Des signaux encourageants sur les territoires et quelques inquiétudes
A défaut d'espérer un changement de ligne de la part de l'État, la Fondation voit néanmoins "des signaux encourageants sur les territoires", mais aussi "quelques inquiétudes". Le rapport se félicite notamment de "la revanche de l'encadrement des loyers", de l'encadrement des activités des plateformes de location touristique, ou encore de l'élargissement des territoires du Logement d'abord. Il s'inquiète en revanche du "procès fait à la densité", visant en l'occurrence "certaines tensions récurrentes", notamment au cours de la campagne des municipales, "entre l'impératif de préserver l'environnement et celui de produire les logements qui manquent dans les zones tendues".

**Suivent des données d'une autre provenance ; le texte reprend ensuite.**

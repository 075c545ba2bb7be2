// Multi-view transforms — one, two or three augmented views per sample
//
//   test      Resize(32)                 -> 1 view
//   casual    weak                       -> 1 view
//   fixmatch  weak, strong               -> 2 views
//   comatch   weak, strong, strong-color -> 3 views
//
// Every view is scaled to [0, 1] before augmenting and standardized with the
// dataset's per-channel mean/std afterwards.

use std::fmt;
use std::str::FromStr;

use serde::{Deserialize, Serialize};

use crate::augment::{
    ColorJitter, PaddingMode, RandomCrop, RandomGrayscale, RandomHorizontalFlip, RandomResizedCrop,
};
use crate::cifar::{CifarKind, IMAGE_SIZE};
use crate::dataset::{Dataset, Sample};
use crate::error::{DataError, Result};
use crate::randaugment::RandAugmentMc;
use crate::transform::{ChannelNormalize, Compose, Normalize, RandomApply, Resize, Transform};

/// Which set of views [`TransformSsl`] produces.
#[derive(Debug, Clone, Copy, PartialEq, Eq, Hash, Serialize, Deserialize)]
#[serde(rename_all = "lowercase")]
pub enum AugmentMode {
    /// Evaluation: resize only.
    Test,
    /// Labeled training: one weak view.
    Casual,
    /// Unlabeled training: weak + strong.
    #[serde(rename = "fixmatch")]
    FixMatch,
    /// Unlabeled training: weak + strong + color-jittered strong.
    #[serde(rename = "comatch")]
    CoMatch,
}

impl AugmentMode {
    /// Number of views produced per sample.
    pub fn num_views(self) -> usize {
        match self {
            AugmentMode::Test | AugmentMode::Casual => 1,
            AugmentMode::FixMatch => 2,
            AugmentMode::CoMatch => 3,
        }
    }

    /// Whether this mode can drive the unlabeled training set.
    pub fn is_unlabeled_train(self) -> bool {
        matches!(self, AugmentMode::FixMatch | AugmentMode::CoMatch)
    }
}

impl fmt::Display for AugmentMode {
    fn fmt(&self, f: &mut fmt::Formatter<'_>) -> fmt::Result {
        let s = match self {
            AugmentMode::Test => "test",
            AugmentMode::Casual => "casual",
            AugmentMode::FixMatch => "fixmatch",
            AugmentMode::CoMatch => "comatch",
        };
        f.write_str(s)
    }
}

impl FromStr for AugmentMode {
    type Err = DataError;

    fn from_str(s: &str) -> Result<Self> {
        match s.to_ascii_lowercase().as_str() {
            "test" => Ok(AugmentMode::Test),
            "casual" => Ok(AugmentMode::Casual),
            "fixmatch" => Ok(AugmentMode::FixMatch),
            "comatch" => Ok(AugmentMode::CoMatch),
            _ => Err(DataError::UnknownMode(s.to_string())),
        }
    }
}

/// Weak view: random horizontal flip, then a reflect-padded random crop.
pub fn weak_transform(size: usize) -> Compose {
    Compose::new(vec![
        Box::new(RandomHorizontalFlip::new(0.5)),
        Box::new(RandomCrop::new(size, size / 8).padding_mode(PaddingMode::Reflect)),
    ])
}

/// Strong view: the weak view followed by RandAugment(2, 10) with Cutout.
pub fn strong_transform(size: usize) -> Compose {
    Compose::new(vec![
        Box::new(RandomHorizontalFlip::new(0.5)),
        Box::new(RandomCrop::new(size, size / 8).padding_mode(PaddingMode::Reflect)),
        Box::new(RandAugmentMc::new(2, 10).cutout(size / 2)),
    ])
}

/// Second strong view used for contrastive learning: resized crop, flip,
/// color jitter and random grayscale.
pub fn strong_contrastive_transform(size: usize) -> Compose {
    Compose::new(vec![
        Box::new(RandomResizedCrop::new(size).scale(0.2, 1.0)),
        Box::new(RandomHorizontalFlip::new(0.5)),
        Box::new(RandomApply::new(
            Box::new(ColorJitter::new(0.4, 0.4, 0.4, 0.1)),
            0.8,
        )),
        Box::new(RandomGrayscale::new(0.2)),
    ])
}

/// Dispatches a sample to the views required by an [`AugmentMode`].
pub struct TransformSsl {
    mode: AugmentMode,
    to_unit: Normalize,
    test: Resize,
    weak: Compose,
    strong: Compose,
    strong_contrastive: Compose,
    normalize: ChannelNormalize,
}

impl TransformSsl {
    /// Build the view pipeline for a CIFAR variant (32×32 images and the
    /// variant's normalization constants).
    pub fn new(kind: CifarKind, mode: AugmentMode) -> Self {
        let (mean, std) = kind.normalization();
        Self::with_normalization(&mean, &std, IMAGE_SIZE, mode)
    }

    /// Build the view pipeline for arbitrary `size × size` images with the
    /// given per-channel statistics (in `[0, 1]` pixel units).
    pub fn with_normalization(mean: &[f64], std: &[f64], size: usize, mode: AugmentMode) -> Self {
        Self {
            mode,
            to_unit: Normalize::new(255.0),
            test: Resize::new(size),
            weak: weak_transform(size),
            strong: strong_transform(size),
            strong_contrastive: strong_contrastive_transform(size),
            normalize: ChannelNormalize::new(mean, std),
        }
    }

    pub fn mode(&self) -> AugmentMode {
        self.mode
    }

    pub fn num_views(&self) -> usize {
        self.mode.num_views()
    }

    /// Produce the views of `sample`, whose pixels are in `0..=255`.
    pub fn views(&self, sample: Sample) -> Vec<Sample> {
        let sample = self.to_unit.apply(sample);
        let finish = |s: Sample| self.normalize.apply(s);
        match self.mode {
            AugmentMode::Test => vec![finish(self.test.apply(sample))],
            AugmentMode::Casual => vec![finish(self.weak.apply(sample))],
            AugmentMode::FixMatch => vec![
                finish(self.weak.apply(sample.clone())),
                finish(self.strong.apply(sample)),
            ],
            AugmentMode::CoMatch => vec![
                finish(self.weak.apply(sample.clone())),
                finish(self.strong.apply(sample.clone())),
                finish(self.strong_contrastive.apply(sample)),
            ],
        }
    }
}

/// The views of one sample plus its class label.
#[derive(Debug, Clone)]
pub struct ViewSample {
    pub views: Vec<Sample>,
    pub class: usize,
}

/// An indexed source of multi-view samples, consumed by the data loaders.
pub trait ViewDataset: Send + Sync {
    fn len(&self) -> usize;

    fn is_empty(&self) -> bool {
        self.len() == 0
    }

    /// Views produced for every sample.
    fn num_views(&self) -> usize;

    /// Views of the sample at `index`.
    fn get_views(&self, index: usize) -> ViewSample;

    fn name(&self) -> &str {
        "views"
    }
}

/// A dataset whose samples are expanded into views by a [`TransformSsl`].
pub struct SslDataset<D: Dataset> {
    inner: D,
    transform: TransformSsl,
}

impl<D: Dataset> SslDataset<D> {
    pub fn new(inner: D, transform: TransformSsl) -> Self {
        Self { inner, transform }
    }

    pub fn inner(&self) -> &D {
        &self.inner
    }

    pub fn mode(&self) -> AugmentMode {
        self.transform.mode()
    }
}

impl<D: Dataset> ViewDataset for SslDataset<D> {
    fn len(&self) -> usize {
        self.inner.len()
    }

    fn num_views(&self) -> usize {
        self.transform.num_views()
    }

    fn get_views(&self, index: usize) -> ViewSample {
        let sample = self.inner.get(index);
        let class = sample.class();
        ViewSample {
            views: self.transform.views(sample),
            class,
        }
    }

    fn name(&self) -> &str {
        self.inner.name()
    }
}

Enfin, dans le prolongement de son récent rapport à l'occasion du 20e anniversaire de la loi SRU (voir notre article du 8 décembre 2020), la Fondation appelle le gouvernement à renforcer et prolonger l'application de l'article 55 de la loi SRU, qui impose 20 ou 25% de logements sociaux dans les communes urbaines en 2025. Pour la Fondation, "il est désormais temps d'envisager la prolongation de la loi SRU".
Au final, la Fondation Abbé-Pierre estime que "le bilan de l'action publique face au mal-logement, en cette année si particulière, est très insuffisant". Elle voit notamment dans l'abandon de fait du projet de revenu universel d'activité (RUA), "promis et élaboré depuis deux ans", un aveu d'échec selon elle pour le gouvernement et la preuve de son manque de volonté d'améliorer structurellement un système largement perfectible".
La campagne électorale de 2022 en ligne de mire
Avec déjà la campagne électorale de 2022 en ligne de mire, la Fondation réitère donc un certain nombre de revendications : renforcement de la politique du Logement d'abord, mise en œuvre d'une garantie universelle des loyers, création d'un fonds national d'aide aux impayés de loyers et interdiction effective des expulsions sans relogement, augmentation "de façon significative" de la production de logements sociaux et très sociaux, remplacement des incitations à rénover par une obligation de rénover, plan de soutien au secteur HLM, ou encore création d'un "fonds spécial pour baisser temporairement les loyers des ménages entrant dans le parc avec de très faibles ressources".
A noter : le rapport 2021 comporte également un troisième cahier consacré à la rénovation énergétique, pourtant critiquée par ailleurs comme absorbant une trop grande part des ressources du plan de relance consacré au logement. Cette partie, moins convaincante que les précédentes, pointe "des objectifs de rénovation ambitieux", mais "des résultats et des investissements décevants". Très rétrospective – même si elle évoque le dispositif MaPrimeRénov', autrement dit la prime de transition énergétique (PTE) rénovée – elle semble ignorer la hausse de 95% du budget de l'Anah pour 2021 et un nombre de logements rénovés qui devrait passer de 94.000 en 2018 à 600.000 cette année (voir notre article dans l'édition de ce jour).